TransZero++: Cross Attribute-guided Transformer for Zero-Shot Learning

Overview

TransZero++

This repository contains the testing code for the paper "TransZero++: Cross Attribute-guided Transformer for Zero-Shot Learning" submitted to TPAMI. We will release all codes of this work later.

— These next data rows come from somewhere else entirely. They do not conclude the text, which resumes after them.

//! Selective kickstart parsing
//!
//! Kickstart files handed to `ksinstall` are not trusted. Only the
//! `%packages` selections are used; every other section is swapped for a
//! `NullSection` before the file is read, so `%pre`, `%post`, `%traceback`
//! and the rest are accepted syntactically and dropped unexecuted.
//!
//! Masking is one-way. There is no way to put a masked handler back.

use std::collections::BTreeSet;
use std::path::Path;

use tracing::debug;

use crate::error::KickstartError;
use crate::grammar::{
    GrammarVersion, KickstartHandler, KickstartParser, NullSection, Packages, Section,
    SectionOpen,
};

/// A kickstart parser whose sections can be masked out
#[derive(Debug)]
pub struct MaskableKickstartParser {
    inner: KickstartParser,
}

impl MaskableKickstartParser {
    pub fn new(handler: KickstartHandler) -> Self {
        Self {
            inner: KickstartParser::new(handler),
        }
    }

    /// Handler currently registered for `open`.
    pub fn section(&self, open: SectionOpen) -> Option<&dyn Section> {
        self.inner.section(open)
    }

    /// Replace the handler of every registered section not in `excluded`
    /// with a `NullSection`. Sections in `excluded` keep their handler
    /// instance.
    pub fn mask_all(&mut self, excluded: &BTreeSet<SectionOpen>) {
        let targets: Vec<SectionOpen> = self
            .inner
            .section_opens()
            .filter(|open| !excluded.contains(open))
            .collect();

        for open in targets {
            debug!("Masking section {}", open);
            self.inner.register_section(Box::new(NullSection::new(open)));
        }
    }

    pub fn read_kickstart(&mut self, path: &Path) -> Result<(), KickstartError> {
        self.inner.read_kickstart(path)
    }

    pub fn read_kickstart_from_str(&mut self, text: &str) -> Result<(), KickstartError> {
        self.inner.read_kickstart_from_str(text)
    }

    pub fn handler(&self) -> &KickstartHandler {
        self.inner.handler()
    }

    pub fn into_handler(self) -> KickstartHandler {
        self.inner.into_handler()
    }
}

/// Read the `%packages` selections from the kickstart file at `path`.
///
/// All other sections are masked before parsing. A missing file or broken
/// grammar comes back as a `KickstartError`.
pub fn parse_kickstart_packages(
    path: &Path,
    version: GrammarVersion,
) -> Result<Packages, KickstartError> {
    let mut parser = MaskableKickstartParser::new(KickstartHandler::new(version));
    parser.mask_all(&BTreeSet::from([SectionOpen::Packages]));
    parser.read_kickstart(path)?;
    Ok(parser.into_handler().packages)
}
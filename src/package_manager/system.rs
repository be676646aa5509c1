//! Hands the install request to an external package manager binary
//!
//! Marking never fails here: availability is only known to the external
//! tool, which checks it when the transaction runs.

use std::process::Command;

use tracing::{debug, info, warn};

use super::{InstallRequest, PackageManager};
use crate::config_file::Settings;
use crate::error::{MarkingError, TransactionError};
use crate::grammar::{Group, GroupInclude};

/// Package manager that runs `<program> install ...` once marking is done
#[derive(Debug, Clone)]
pub struct SystemPackageManager {
    program: String,
    assume_yes: bool,
    extra_args: Vec<String>,
    request: InstallRequest,
}

impl SystemPackageManager {
    pub fn new(program: impl Into<String>) -> Self {
        Self {
            program: program.into(),
            assume_yes: false,
            extra_args: Vec::new(),
            request: InstallRequest::default(),
        }
    }

    pub fn from_settings(settings: &Settings) -> Self {
        Self {
            program: settings.package_manager.clone(),
            assume_yes: settings.assume_yes,
            extra_args: settings.extra_args.clone(),
            request: InstallRequest::default(),
        }
    }

    pub fn program(&self) -> &str {
        &self.program
    }

    /// Arguments passed to the program for the marked request.
    pub fn install_args(&self) -> Vec<String> {
        let request = &self.request;
        let mut args = vec!["install".to_string()];
        if self.assume_yes {
            args.push("-y".to_string());
        }
        args.extend(self.extra_args.iter().cloned());
        args.extend(
            request
                .excluded_packages
                .iter()
                .map(|pkg| format!("--exclude={pkg}")),
        );
        args.extend(request.packages.iter().cloned());
        args.extend(request.groups.iter().map(|g| format!("@{}", g.name)));
        if let Some(env) = &request.environment {
            args.push(format!("@^{env}"));
        }
        args
    }

    /// Run the transaction, or only log it when `dry_run` is set.
    pub fn execute(&self, dry_run: bool, require_root: bool) -> Result<(), TransactionError> {
        let args = self.install_args();
        if dry_run {
            info!("Dry run: {} {}", self.program, args.join(" "));
            println!("{} {}", self.program, args.join(" "));
            return Ok(());
        }

        if require_root && !nix::unistd::geteuid().is_root() {
            return Err(TransactionError::NotRoot);
        }

        info!("Running {} {}", self.program, args.join(" "));
        let status = Command::new(&self.program)
            .args(&args)
            .status()
            .map_err(|source| TransactionError::Spawn {
                program: self.program.clone(),
                source,
            })?;

        if status.success() {
            Ok(())
        } else {
            Err(TransactionError::Failed {
                program: self.program.clone(),
                code: status.code(),
            })
        }
    }
}

impl PackageManager for SystemPackageManager {
    fn install(&mut self, pattern: &str) -> Result<(), MarkingError> {
        debug!("Marked package {}", pattern);
        self.request.packages.push(pattern.to_string());
        Ok(())
    }

    fn install_group(&mut self, group: &Group) -> Result<(), MarkingError> {
        if group.include != GroupInclude::Default {
            warn!(
                "{} cannot take a per-group include level; installing default packages of @{}",
                self.program, group.name
            );
        }
        self.request.groups.push(group.clone());
        Ok(())
    }

    fn install_environment(&mut self, name: &str) -> Result<(), MarkingError> {
        self.request.environment = Some(name.to_string());
        Ok(())
    }

    fn exclude(&mut self, pattern: &str) {
        self.request.excluded_packages.push(pattern.to_string());
    }

    fn exclude_group(&mut self, name: &str) {
        warn!(
            "{} cannot exclude a group on the install command line; -@{} only keeps it from being listed",
            self.program, name
        );
        self.request.excluded_groups.push(name.to_string());
    }

    fn request(&self) -> &InstallRequest {
        &self.request
    }
}
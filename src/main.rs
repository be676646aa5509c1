//! ksinstall - Main entry point
//!
//! Parses global options, loads settings, dispatches the verb to the command
//! registry and hands the marked request to the package manager.

use std::process::ExitCode;

use anyhow::Context;
use tracing::{debug, error, info};

use ksinstall::cli::Cli;
use ksinstall::commands::{CommandContext, CommandRegistry};
use ksinstall::config_file::Settings;
use ksinstall::error::CommandError;
use ksinstall::package_manager::SystemPackageManager;

/// Initialize logging; `RUST_LOG` wins over `-v`
fn init_logging(verbose: u8) {
    use tracing_subscriber::fmt;
    use tracing_subscriber::prelude::*;
    use tracing_subscriber::EnvFilter;

    let default_level = match verbose {
        0 => "info",
        1 => "debug",
        _ => "trace",
    };
    let filter_layer =
        EnvFilter::try_from_default_env().unwrap_or_else(|_| EnvFilter::new(default_level));
    let fmt_layer = fmt::layer().with_target(false).with_writer(std::io::stderr);

    tracing_subscriber::registry()
        .with(filter_layer)
        .with(fmt_layer)
        .init();
}

fn load_settings(cli: &Cli) -> anyhow::Result<Settings> {
    let mut settings = match &cli.config {
        Some(path) => {
            info!("Loading settings from {:?}", path);
            Settings::load_from_file(path)?
        }
        None => Settings::default(),
    };
    cli.apply_overrides(&mut settings);
    settings.validate().context("Invalid settings")?;
    Ok(settings)
}

fn run(cli: &Cli, settings: &Settings) -> Result<(), CommandError> {
    let mut registry = CommandRegistry::with_default_commands();

    if cli.list_commands {
        for (name, summary) in registry.list() {
            println!("{name:<12} {summary}");
        }
        return Ok(());
    }

    let Some((verb, args)) = cli.verb() else {
        let err = <Cli as clap::CommandFactory>::command().error(
            clap::error::ErrorKind::MissingRequiredArgument,
            "a command is required (try --list-commands)",
        );
        return Err(CommandError::Usage(err));
    };

    let demands = registry.demands(&verb)?;
    debug!("Demands for {}: {:?}", verb, demands);

    let mut package_manager = SystemPackageManager::from_settings(settings);
    {
        let mut ctx = CommandContext::new(&mut package_manager, settings.grammar_version);
        registry.dispatch(&verb, &mut ctx, args)?;
    }

    if demands.resolving {
        package_manager.execute(cli.dry_run, demands.root_user)?;
    }
    Ok(())
}

fn main() -> ExitCode {
    let cli = Cli::parse_args();
    init_logging(cli.verbose);
    debug!("CLI arguments parsed");

    let settings = match load_settings(&cli) {
        Ok(settings) => settings,
        Err(e) => {
            error!("{:#}", e);
            eprintln!("Error: {:#}", e);
            return ExitCode::FAILURE;
        }
    };

    match run(&cli, &settings) {
        Ok(()) => ExitCode::SUCCESS,
        Err(CommandError::Usage(e)) => e.exit(),
        Err(e) => {
            error!("{}", e);
            eprintln!("Error: {}", e);
            ExitCode::from(e.exit_code() as u8)
        }
    }
}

Preparing Dataset and Model

We provide trained models (Google Drive) on three different datasets: CUB, SUN, AWA2 in the CZSL/GZSL setting. You can download model files as well as corresponding datasets, and organize them as follows:

.
├── saved_model
│   ├── TransZeroPP_CUB_CZSL.pth
│   ├── TransZeroPP_CUB_GZSL.pth
│   ├── TransZeroPP_SUN_CZSL.pth
│   ├── TransZeroPP_SUN_GZSL.pth
│   ├── TransZeroPP_AWA2_CZSL.pth
│   └── TransZeroPP_AWA2_GZSL.pth
├── data
│   ├── CUB/
│   ├── SUN/
│   └── AWA2/
└── ···

Requirements

The code implementation of TransZero++ mainly based on PyTorch. All of our experiments run and test in Python 3.8.8. To install all required dependencies:

$ pip install -r requirements.txt

Runing

Runing following commands and testing TransZero++ on different dataset:

CUB Dataset:

$ python test.py --config config/CUB_CZSL.json      # CZSL Setting
$ python test.py --config config/CUB_GZSL.json      # GZSL Setting

SUN Dataset:

$ python test.py --config config/SUN_CZSL.json      # CZSL Setting
$ python test.py --config config/SUN_GZSL.json      # GZSL Setting

AWA2 Dataset:

$ python test.py --config config/AWA2_CZSL.json     # CZSL Setting
$ python test.py --config config/AWA2_GZSL.json     # GZSL Setting

Results

Results of our released models using various evaluation protocols on three datasets, both in the conventional ZSL (CZSL) and generalized ZSL (GZSL) settings.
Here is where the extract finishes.